Thursday, September 27, 2012

Writing about Writing (resolution)

It took a year after leaving my MFA program before I wrote fiction again. Even after the extended break, I didn't have fun thinking of a story, or writing the story, or reading it when it was done. It was too... MFA. In my opinion, or maybe just in my program, there is a type of story MFAers write and professors encourage. The writing is usually impossible to tell apart from anyone else's in the class. The ending is predictable, weak, unsatisfying. The language may be beautiful, the idea may be innovative, but overall, the story is too bland to stand out in your mind. When I wrote in grad school, I definitely got caught up in this, it made me lazy. Even though I wasn't in school anymore, I was thinking of my classmates and professors as my audience before I even started writing. It had crippled my creativity, to be ever-so-slightly dramatic.

My fairly typical life path was thrown off when I lost the job I planned to stay with for five years. I was on a job hunt for about twenty minutes before deciding to follow my heart: I gave up my home and started traveling. I experienced things that made me laugh, things that moved me, things that changed my outlook drastically. And I wanted to write about them all. Not just in my journal… I wanted to mold them into some sort of story. I have notes from my first trip out west, blips of potential stories, characters, endings. But when I sat down to turn them into fiction, my passion for the project evaporated.
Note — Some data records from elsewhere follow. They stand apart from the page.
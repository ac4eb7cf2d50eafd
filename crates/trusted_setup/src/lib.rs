//! Loading (and, for devnets, generating) the powers-of-tau reference
//! string used for KZG commitments.

use std::path::Path;

use bls12_381::{
    g1_batch_normalize, traits::*, G1Point, G1Projective, G2Point, G2Projective, Scalar,
};
use serde::{Deserialize, Serialize};
use serialization::{deserialize_compressed_g1, deserialize_compressed_g2};

/// Errors that can occur while loading a trusted setup.
#[derive(Debug)]
pub enum Error {
    Io(std::io::Error),
    Json(serde_json::Error),
    /// Points must be `0x` prefixed hex strings.
    MissingHexPrefix { point: String },
    InvalidHex { point: String, error: hex::FromHexError },
    InvalidPoint(serialization::Error),
    /// A setup needs at least `[G₂, τG₂]` to verify opening proofs.
    NotEnoughG2Points { found: usize },
    EmptyG1Points,
}

impl From<std::io::Error> for Error {
    fn from(value: std::io::Error) -> Self {
        Self::Io(value)
    }
}

impl From<serde_json::Error> for Error {
    fn from(value: serde_json::Error) -> Self {
        Self::Json(value)
    }
}

impl From<serialization::Error> for Error {
    fn from(value: serialization::Error) -> Self {
        Self::InvalidPoint(value)
    }
}

/// The on-disk format of the Ethereum trusted setup.
///
/// The file being used on mainnet is located here: https://github.com/ethereum/consensus-specs/blob/389b2ddfb954731da7ccf4c0ef89fab2d4575b99/presets/mainnet/trusted_setups/trusted_setup_4096.json
///
/// ```text
/// {
///   "g1_monomial": ["0x97f1d3a7...", ...],
///   "g1_lagrange": ["0xa0413c0d...", ...],
///   "g2_monomial": ["0x93e02b60...", ...]
/// }
/// ```
///
/// `g1_lagrange` is accepted but ignored; it is re-derived from `g1_monomial`.
#[derive(Serialize, Deserialize, Debug, PartialEq, Eq)]
struct TrustedSetupJson {
    g1_monomial: Vec<String>,
    #[serde(default, skip_serializing_if = "Vec::is_empty")]
    g1_lagrange: Vec<String>,
    g2_monomial: Vec<String>,
}

/// A parsed and subgroup-checked trusted setup.
#[derive(Debug, Clone, PartialEq, Eq)]
pub struct TrustedSetup {
    /// `[τ^i]G₁` for `i` in `0..n`
    pub g1_monomial: Vec<G1Point>,
    /// `[τ^i]G₂`; only the first two are used
    pub g2_monomial: Vec<G2Point>,
}

impl TrustedSetup {
    /// Parses a JSON string in the format used by the Ethereum trusted setup.
    pub fn from_json(json: &str) -> Result<Self, Error> {
        let raw: TrustedSetupJson = serde_json::from_str(json)?;

        let g1_monomial = raw
            .g1_monomial
            .iter()
            .map(|point| {
                decode_hex_point(point)
                    .and_then(|bytes| deserialize_compressed_g1(&bytes).map_err(Error::from))
            })
            .collect::<Result<Vec<_>, _>>()?;
        let g2_monomial = raw
            .g2_monomial
            .iter()
            .map(|point| {
                decode_hex_point(point)
                    .and_then(|bytes| deserialize_compressed_g2(&bytes).map_err(Error::from))
            })
            .collect::<Result<Vec<_>, _>>()?;

        Self::new(g1_monomial, g2_monomial)
    }

    /// Reads and parses a trusted setup file.
    #[cfg_attr(feature = "tracing", tracing::instrument(skip_all))]
    pub fn from_json_file(path: impl AsRef<Path>) -> Result<Self, Error> {
        let json = std::fs::read_to_string(path)?;
        Self::from_json(&json)
    }

    fn new(g1_monomial: Vec<G1Point>, g2_monomial: Vec<G2Point>) -> Result<Self, Error> {
        if g1_monomial.is_empty() {
            return Err(Error::EmptyG1Points);
        }
        if g2_monomial.len() < 2 {
            return Err(Error::NotEnoughG2Points {
                found: g2_monomial.len(),
            });
        }
        Ok(Self {
            g1_monomial,
            g2_monomial,
        })
    }

    /// Generates a setup from a publicly known secret.
    ///
    /// Anyone who knows `secret` can forge opening proofs, so this is only
    /// suitable for tests and throwaway devnets.
    pub fn insecure_from_secret(secret: &[u8], num_g1_points: usize) -> Self {
        let mut bytes = [0u8; 32];
        let len = secret.len().min(32);
        bytes[32 - len..].copy_from_slice(&secret[..len]);
        let tau = bls12_381::reduce_bytes_to_scalar_bias(bytes);

        let g1_projective: Vec<G1Projective> = bls12_381::powers_of(tau, num_g1_points.max(1))
            .into_iter()
            .map(|power| G1Projective::generator() * power)
            .collect();
        let g2_monomial = [Scalar::ONE, tau]
            .into_iter()
            .map(|power| (G2Projective::generator() * power).to_affine())
            .collect();

        Self {
            g1_monomial: g1_batch_normalize(&g1_projective),
            g2_monomial,
        }
    }

    /// Serializes the setup in the same JSON format [`TrustedSetup::from_json`] reads.
    pub fn to_json(&self) -> Result<String, Error> {
        let raw = TrustedSetupJson {
            g1_monomial: self
                .g1_monomial
                .iter()
                .map(|point| format!("0x{}", hex::encode(point.to_compressed())))
                .collect(),
            g1_lagrange: Vec::new(),
            g2_monomial: self
                .g2_monomial
                .iter()
                .map(|point| format!("0x{}", hex::encode(point.to_compressed())))
                .collect(),
        };
        Ok(serde_json::to_string_pretty(&raw)?)
    }
}

fn decode_hex_point(point: &str) -> Result<Vec<u8>, Error> {
    let Some(without_prefix) = point.strip_prefix("0x") else {
        return Err(Error::MissingHexPrefix {
            point: point.to_owned(),
        });
    };
    hex::decode(without_prefix).map_err(|error| Error::InvalidHex {
        point: point.to_owned(),
        error,
    })
}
I read more Chuck Klosterman, Bill Bryson, David Sedaris. I thought, This is how I need to write about those ideas. They were mine, I needed to own them rather than attribute them to thinly-veiled fictional characters. It was a little scary, somehow, writing nonfiction. Fiction was almost all I grew up reading, unless you count rock star biographies. Fiction was my minor in undergrad, my focus in grad school.
     I took one workshop during my MFA that was a "crossover" class - merging fiction and nonfiction. I went out and interviewed funeral directors and embalmers for the piece, and I loved the journalistic approach. But I remembered my time as an undergrad journalism student, and knew I didn't want to get back to that place, either. It took a lot of reading and experimental writing to realize I fit into the creative nonfiction genre better than fiction or more rigid nonfiction.

The point to all this brainspew is that I used to be a fiction writer, but I don't think I am anymore. Sometimes it's hard to write about my life and thoughts as nonfiction, because it feels self-indulgent. Why do I think my life is special enough to write about? Why do I think my opinions are strong enough to be an essay or article?

Maybe they're not.

I'm just getting started on all of this. I've completed a draft of an essay collection that's been in the works for a year or two. Now comes the editing. And while I do so, I want to treat writing like it's my job. I want to write pieces for publication, because that's one of the exciting things about nonfiction. You can write on a certain topic, for a certain outlet, and submit it to them. I've submitted stories, but blindly. I look over my finished pieces and pick out a few to submit each quarter to fulfill my goal. I search Duotrope for a few journals that publish similar things, and I send them out there.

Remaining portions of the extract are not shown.